- **WORK REQUEST**: Only lines holding "filename" are needed; copy each of them from the data below.

=== Begin Enclosure ===

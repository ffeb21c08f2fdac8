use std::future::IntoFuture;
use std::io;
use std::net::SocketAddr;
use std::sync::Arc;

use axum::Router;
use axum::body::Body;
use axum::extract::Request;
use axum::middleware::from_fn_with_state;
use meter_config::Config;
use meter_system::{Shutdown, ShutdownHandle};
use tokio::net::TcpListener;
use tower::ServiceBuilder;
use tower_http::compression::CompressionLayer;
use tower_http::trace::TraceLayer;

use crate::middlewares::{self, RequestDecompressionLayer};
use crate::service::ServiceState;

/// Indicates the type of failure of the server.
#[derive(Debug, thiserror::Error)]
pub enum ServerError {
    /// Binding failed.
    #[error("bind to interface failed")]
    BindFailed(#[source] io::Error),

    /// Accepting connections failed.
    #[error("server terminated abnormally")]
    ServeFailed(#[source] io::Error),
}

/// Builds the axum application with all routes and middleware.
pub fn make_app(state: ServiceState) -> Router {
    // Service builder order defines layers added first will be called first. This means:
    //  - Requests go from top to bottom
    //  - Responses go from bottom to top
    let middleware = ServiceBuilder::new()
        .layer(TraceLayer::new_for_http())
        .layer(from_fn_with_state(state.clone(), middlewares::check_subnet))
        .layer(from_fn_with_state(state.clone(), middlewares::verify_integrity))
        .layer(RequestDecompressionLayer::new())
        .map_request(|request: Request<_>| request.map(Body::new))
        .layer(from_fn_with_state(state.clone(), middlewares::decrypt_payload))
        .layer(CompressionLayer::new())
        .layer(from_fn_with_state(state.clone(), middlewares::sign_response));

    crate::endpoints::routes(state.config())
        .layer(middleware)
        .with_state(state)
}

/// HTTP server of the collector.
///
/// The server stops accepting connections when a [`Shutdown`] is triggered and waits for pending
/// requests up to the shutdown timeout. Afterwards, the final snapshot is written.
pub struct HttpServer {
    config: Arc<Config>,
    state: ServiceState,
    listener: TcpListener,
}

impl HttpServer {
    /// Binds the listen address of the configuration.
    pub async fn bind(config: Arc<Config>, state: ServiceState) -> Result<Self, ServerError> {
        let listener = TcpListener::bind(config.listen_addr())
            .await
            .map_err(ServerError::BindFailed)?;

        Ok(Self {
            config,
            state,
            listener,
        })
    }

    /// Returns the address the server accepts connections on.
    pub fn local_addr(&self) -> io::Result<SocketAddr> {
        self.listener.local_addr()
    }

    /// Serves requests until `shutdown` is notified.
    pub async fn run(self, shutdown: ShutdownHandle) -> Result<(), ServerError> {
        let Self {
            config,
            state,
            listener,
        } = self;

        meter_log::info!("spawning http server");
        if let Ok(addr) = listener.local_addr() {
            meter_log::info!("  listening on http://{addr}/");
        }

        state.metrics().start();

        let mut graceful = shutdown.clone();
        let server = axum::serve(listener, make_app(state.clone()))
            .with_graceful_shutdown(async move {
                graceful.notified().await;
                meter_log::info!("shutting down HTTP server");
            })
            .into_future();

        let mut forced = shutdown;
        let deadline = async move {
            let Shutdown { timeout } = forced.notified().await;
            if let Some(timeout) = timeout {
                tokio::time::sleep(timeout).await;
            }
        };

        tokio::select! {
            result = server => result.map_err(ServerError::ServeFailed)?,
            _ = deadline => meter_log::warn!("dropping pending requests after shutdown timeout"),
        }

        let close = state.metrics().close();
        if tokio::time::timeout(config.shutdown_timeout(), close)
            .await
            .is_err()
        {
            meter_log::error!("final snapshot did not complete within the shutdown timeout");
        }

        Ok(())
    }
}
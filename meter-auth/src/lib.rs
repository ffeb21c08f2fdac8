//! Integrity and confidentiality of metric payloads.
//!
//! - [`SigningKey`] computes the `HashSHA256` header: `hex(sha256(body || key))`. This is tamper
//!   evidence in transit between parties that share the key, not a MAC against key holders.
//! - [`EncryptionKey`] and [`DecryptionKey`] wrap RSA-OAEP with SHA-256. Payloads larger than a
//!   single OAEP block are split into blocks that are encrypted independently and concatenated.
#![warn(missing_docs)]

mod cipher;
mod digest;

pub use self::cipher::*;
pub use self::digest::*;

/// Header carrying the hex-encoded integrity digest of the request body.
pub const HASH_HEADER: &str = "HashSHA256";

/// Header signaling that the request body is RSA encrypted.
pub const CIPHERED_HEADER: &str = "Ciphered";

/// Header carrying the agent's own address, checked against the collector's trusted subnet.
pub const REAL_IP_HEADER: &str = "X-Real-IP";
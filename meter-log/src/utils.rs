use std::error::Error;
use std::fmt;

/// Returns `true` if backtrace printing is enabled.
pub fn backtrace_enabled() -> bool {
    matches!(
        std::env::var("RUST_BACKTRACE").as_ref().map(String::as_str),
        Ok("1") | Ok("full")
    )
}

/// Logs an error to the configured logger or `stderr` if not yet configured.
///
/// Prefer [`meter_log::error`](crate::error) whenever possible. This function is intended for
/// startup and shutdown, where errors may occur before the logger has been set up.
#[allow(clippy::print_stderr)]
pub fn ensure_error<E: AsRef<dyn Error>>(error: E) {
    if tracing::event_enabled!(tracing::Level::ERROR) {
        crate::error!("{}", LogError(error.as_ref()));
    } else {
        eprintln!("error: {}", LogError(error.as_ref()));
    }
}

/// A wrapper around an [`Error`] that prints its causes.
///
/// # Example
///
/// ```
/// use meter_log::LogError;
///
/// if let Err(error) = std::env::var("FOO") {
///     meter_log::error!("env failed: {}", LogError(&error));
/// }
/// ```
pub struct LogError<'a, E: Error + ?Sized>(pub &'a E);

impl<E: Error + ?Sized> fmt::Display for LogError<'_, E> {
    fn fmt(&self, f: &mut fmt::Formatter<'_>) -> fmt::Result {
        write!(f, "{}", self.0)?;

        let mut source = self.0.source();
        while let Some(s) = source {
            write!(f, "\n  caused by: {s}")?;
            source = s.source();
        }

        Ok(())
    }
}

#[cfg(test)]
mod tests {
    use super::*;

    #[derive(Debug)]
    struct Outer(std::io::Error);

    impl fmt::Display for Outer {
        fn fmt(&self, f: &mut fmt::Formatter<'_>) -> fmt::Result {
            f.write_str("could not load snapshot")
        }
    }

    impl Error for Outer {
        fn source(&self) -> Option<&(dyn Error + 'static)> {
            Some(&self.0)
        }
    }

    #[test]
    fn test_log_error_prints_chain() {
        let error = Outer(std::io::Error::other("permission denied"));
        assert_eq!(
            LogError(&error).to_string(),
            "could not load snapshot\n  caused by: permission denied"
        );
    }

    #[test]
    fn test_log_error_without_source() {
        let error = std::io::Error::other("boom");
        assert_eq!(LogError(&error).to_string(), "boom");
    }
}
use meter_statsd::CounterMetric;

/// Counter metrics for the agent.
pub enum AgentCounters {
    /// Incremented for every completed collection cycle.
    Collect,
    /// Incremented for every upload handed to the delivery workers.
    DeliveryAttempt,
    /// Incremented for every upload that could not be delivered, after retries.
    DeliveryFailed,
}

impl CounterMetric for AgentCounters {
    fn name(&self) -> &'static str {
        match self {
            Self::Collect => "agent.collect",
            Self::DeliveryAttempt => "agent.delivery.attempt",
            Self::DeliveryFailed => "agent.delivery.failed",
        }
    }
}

=== End Enclosure ===

- **THE COMPLETED TASK**:
filename meter-auth/src/lib.rs
filename meter-log/src/utils.rs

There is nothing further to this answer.